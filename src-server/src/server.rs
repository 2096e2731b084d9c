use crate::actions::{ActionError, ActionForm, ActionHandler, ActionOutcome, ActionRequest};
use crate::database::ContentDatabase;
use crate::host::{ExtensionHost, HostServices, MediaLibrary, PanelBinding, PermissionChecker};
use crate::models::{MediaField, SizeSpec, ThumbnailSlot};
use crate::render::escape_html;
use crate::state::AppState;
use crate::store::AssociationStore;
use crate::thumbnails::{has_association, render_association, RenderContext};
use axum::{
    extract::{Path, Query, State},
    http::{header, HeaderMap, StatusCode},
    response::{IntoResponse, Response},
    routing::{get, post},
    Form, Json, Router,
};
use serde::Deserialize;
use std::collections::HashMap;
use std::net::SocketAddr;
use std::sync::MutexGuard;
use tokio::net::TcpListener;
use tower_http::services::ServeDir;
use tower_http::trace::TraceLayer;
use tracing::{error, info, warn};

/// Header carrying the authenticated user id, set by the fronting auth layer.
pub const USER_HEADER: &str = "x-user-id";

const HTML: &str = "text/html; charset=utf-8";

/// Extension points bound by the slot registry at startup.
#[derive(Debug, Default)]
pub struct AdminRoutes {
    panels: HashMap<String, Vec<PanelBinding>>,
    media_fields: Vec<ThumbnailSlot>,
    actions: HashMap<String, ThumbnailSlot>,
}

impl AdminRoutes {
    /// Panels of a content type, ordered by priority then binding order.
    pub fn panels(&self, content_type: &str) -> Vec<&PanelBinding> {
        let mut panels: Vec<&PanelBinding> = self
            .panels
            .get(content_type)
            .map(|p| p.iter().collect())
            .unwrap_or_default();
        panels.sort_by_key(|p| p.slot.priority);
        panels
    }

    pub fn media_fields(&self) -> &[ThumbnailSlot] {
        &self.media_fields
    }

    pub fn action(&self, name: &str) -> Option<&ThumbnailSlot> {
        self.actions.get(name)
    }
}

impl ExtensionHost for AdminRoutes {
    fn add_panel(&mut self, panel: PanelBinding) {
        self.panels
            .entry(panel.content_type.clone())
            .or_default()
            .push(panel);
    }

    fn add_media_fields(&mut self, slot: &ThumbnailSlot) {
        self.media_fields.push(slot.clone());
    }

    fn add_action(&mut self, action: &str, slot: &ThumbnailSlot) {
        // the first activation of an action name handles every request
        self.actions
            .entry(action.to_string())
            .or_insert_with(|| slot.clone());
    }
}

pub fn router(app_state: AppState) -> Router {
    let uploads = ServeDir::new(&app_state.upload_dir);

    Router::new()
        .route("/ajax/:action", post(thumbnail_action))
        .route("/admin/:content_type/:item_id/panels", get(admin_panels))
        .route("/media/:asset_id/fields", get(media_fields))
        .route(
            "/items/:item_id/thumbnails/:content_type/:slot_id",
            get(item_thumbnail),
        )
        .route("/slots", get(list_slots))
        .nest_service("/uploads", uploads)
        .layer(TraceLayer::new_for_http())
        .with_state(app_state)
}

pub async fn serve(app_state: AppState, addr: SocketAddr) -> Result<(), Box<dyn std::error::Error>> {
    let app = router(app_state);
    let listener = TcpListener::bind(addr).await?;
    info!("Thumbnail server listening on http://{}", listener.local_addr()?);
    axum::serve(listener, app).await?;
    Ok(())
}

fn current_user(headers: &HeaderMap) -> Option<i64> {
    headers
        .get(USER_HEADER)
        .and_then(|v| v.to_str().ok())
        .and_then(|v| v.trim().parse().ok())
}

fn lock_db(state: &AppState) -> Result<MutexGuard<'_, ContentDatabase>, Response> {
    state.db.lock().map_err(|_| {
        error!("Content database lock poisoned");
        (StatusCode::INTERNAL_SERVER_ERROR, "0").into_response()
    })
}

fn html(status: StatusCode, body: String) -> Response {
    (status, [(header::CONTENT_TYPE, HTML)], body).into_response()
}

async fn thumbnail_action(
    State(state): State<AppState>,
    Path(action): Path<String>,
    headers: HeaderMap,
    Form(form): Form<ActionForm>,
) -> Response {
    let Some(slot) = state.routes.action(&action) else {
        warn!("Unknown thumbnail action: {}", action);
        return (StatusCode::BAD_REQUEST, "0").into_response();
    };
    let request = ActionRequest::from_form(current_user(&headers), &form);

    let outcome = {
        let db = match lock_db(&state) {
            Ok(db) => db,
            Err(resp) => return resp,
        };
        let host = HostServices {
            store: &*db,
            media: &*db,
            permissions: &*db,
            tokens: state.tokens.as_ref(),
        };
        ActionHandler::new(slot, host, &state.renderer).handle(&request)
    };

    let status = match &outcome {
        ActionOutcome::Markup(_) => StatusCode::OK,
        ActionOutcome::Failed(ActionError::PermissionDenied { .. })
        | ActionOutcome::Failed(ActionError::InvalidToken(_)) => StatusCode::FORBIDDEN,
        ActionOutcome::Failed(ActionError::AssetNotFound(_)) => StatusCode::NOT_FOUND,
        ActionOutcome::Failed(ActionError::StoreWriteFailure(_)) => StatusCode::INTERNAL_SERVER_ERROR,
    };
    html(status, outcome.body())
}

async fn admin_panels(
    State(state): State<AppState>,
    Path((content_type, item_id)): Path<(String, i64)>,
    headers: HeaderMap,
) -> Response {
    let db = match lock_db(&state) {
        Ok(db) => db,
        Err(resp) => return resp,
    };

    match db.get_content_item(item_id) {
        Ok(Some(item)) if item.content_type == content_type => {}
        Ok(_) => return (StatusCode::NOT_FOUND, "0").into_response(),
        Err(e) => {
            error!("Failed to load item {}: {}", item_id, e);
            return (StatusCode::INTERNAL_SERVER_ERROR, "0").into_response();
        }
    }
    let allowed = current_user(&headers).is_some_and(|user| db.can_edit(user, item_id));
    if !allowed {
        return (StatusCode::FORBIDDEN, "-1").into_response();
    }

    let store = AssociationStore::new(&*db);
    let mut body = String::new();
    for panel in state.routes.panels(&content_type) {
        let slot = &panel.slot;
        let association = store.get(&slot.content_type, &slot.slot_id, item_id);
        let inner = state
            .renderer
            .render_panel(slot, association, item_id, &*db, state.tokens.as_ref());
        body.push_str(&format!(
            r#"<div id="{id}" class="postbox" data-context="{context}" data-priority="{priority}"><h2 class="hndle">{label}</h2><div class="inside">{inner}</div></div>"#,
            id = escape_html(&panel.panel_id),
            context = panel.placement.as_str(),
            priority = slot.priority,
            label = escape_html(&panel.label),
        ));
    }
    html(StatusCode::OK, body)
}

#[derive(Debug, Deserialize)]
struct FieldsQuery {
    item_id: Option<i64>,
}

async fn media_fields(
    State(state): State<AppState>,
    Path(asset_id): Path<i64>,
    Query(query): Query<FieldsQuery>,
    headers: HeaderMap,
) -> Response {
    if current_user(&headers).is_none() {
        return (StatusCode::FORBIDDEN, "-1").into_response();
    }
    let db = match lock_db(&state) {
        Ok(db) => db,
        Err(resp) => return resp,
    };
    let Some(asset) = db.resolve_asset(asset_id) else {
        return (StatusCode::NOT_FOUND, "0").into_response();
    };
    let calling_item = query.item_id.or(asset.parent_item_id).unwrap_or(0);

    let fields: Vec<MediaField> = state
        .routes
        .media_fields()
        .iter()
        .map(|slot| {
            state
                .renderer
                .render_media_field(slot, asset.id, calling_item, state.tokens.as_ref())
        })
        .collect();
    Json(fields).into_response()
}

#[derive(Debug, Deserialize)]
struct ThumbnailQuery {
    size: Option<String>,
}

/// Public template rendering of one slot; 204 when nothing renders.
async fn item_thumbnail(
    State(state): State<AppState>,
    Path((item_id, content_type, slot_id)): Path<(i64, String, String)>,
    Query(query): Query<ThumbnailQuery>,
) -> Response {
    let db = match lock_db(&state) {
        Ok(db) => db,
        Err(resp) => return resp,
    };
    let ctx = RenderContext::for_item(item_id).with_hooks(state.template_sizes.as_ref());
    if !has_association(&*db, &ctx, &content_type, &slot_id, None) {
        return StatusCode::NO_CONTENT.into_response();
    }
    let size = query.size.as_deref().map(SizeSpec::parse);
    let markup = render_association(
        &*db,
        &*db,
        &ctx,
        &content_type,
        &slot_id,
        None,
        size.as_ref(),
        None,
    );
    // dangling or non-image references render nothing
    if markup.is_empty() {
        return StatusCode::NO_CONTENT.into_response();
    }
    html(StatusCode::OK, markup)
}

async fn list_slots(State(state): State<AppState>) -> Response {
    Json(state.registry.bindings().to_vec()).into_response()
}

---

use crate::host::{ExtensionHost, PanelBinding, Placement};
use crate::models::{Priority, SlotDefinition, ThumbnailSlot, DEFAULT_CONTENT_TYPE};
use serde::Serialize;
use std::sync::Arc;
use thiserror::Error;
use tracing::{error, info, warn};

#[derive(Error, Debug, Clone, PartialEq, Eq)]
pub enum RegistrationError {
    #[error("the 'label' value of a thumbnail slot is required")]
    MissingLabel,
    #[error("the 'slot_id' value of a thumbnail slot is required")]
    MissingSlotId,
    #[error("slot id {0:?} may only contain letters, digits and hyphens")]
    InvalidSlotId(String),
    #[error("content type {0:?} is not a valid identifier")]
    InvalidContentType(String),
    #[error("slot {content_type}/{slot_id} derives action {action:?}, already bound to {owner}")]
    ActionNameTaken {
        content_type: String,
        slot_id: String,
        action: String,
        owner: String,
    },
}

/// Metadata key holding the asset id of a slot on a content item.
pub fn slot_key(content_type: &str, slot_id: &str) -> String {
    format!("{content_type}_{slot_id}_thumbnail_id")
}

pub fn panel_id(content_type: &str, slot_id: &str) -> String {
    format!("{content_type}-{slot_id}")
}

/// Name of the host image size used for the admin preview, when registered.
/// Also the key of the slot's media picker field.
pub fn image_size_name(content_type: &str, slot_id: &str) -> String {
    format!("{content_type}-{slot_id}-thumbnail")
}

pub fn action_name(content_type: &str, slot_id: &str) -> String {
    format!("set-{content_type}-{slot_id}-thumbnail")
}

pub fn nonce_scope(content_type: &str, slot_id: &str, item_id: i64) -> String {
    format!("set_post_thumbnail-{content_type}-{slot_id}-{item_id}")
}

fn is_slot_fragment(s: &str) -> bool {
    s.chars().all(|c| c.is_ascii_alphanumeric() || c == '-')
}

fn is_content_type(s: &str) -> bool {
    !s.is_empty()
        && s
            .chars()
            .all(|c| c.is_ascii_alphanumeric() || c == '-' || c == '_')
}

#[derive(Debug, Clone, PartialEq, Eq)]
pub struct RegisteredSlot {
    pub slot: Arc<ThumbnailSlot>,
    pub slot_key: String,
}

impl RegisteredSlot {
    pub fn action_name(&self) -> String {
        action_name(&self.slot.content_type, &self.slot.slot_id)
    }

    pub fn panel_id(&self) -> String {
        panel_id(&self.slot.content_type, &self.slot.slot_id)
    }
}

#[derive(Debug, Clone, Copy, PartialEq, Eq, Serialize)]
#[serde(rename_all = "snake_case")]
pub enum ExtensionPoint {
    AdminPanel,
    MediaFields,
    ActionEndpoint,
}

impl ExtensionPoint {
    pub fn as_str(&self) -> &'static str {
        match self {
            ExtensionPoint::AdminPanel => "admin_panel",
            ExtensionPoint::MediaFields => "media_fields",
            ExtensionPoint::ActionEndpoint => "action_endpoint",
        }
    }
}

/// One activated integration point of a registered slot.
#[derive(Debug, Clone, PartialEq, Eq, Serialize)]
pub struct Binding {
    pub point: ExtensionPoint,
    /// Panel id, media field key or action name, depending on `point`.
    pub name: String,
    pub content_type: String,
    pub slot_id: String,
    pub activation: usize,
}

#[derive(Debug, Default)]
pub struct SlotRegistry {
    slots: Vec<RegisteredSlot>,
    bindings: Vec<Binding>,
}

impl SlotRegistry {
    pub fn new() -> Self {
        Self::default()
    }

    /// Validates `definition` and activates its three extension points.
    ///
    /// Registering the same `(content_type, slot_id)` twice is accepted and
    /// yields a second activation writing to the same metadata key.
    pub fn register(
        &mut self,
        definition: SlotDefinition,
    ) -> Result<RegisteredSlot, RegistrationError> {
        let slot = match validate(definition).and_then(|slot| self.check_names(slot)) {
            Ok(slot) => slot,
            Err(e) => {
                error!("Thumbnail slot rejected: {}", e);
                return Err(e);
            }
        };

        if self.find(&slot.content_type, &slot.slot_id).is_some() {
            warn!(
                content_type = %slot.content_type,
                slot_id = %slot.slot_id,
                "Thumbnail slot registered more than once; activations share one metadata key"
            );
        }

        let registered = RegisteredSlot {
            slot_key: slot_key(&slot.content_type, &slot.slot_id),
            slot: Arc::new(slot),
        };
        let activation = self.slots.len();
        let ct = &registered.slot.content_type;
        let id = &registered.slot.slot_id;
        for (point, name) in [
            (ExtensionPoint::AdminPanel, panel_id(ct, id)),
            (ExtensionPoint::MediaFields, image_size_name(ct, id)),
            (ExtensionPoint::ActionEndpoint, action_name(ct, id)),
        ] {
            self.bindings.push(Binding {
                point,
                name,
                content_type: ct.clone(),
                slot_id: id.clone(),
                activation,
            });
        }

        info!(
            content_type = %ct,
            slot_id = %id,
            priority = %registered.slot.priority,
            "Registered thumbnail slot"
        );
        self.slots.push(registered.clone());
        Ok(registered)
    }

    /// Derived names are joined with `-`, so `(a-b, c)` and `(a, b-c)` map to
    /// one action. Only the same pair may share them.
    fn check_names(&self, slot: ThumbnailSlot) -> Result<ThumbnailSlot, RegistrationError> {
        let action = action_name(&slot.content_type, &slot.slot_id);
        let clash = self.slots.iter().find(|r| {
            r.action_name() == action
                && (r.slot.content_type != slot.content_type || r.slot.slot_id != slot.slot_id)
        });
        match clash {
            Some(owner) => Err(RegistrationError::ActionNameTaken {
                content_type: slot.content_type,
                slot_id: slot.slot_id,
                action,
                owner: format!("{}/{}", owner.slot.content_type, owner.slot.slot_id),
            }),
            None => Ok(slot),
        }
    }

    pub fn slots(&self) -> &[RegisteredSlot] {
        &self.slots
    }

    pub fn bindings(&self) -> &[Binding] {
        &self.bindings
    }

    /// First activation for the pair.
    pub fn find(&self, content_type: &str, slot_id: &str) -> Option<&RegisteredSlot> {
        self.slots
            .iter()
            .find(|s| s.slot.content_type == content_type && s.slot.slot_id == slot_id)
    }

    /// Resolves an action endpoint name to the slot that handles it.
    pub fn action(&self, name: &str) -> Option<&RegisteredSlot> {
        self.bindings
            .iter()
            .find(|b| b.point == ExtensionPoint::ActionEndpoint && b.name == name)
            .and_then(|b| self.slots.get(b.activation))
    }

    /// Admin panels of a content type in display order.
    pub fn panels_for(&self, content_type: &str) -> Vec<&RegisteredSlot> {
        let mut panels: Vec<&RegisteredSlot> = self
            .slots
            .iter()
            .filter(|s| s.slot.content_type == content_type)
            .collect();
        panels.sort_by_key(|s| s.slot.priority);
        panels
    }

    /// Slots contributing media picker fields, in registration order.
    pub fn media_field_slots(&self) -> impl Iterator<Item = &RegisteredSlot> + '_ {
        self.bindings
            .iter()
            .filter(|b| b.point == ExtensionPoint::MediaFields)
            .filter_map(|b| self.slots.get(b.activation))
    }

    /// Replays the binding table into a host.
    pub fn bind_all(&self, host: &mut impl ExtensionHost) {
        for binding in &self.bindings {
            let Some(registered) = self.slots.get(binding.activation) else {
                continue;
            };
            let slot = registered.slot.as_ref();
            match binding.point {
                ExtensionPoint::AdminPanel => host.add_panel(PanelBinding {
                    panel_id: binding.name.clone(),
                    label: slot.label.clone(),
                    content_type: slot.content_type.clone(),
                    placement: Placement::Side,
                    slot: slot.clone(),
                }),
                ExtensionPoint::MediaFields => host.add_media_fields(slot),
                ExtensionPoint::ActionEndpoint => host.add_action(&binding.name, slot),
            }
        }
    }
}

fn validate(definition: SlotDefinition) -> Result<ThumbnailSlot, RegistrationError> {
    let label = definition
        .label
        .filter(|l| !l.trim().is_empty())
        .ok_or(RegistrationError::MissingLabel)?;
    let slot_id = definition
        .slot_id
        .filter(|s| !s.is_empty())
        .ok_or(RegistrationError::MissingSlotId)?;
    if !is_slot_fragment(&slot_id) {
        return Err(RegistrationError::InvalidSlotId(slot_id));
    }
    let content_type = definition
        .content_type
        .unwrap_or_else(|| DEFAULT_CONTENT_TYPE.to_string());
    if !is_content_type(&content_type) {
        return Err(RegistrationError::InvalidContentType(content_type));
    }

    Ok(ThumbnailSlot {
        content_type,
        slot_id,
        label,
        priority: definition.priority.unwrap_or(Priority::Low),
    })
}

→ **EXERCISE DETAILS**: Every line of the records above that contains the word "find" should be counted, and only the total given.

→ **EXERCISE RESPONSE**: 5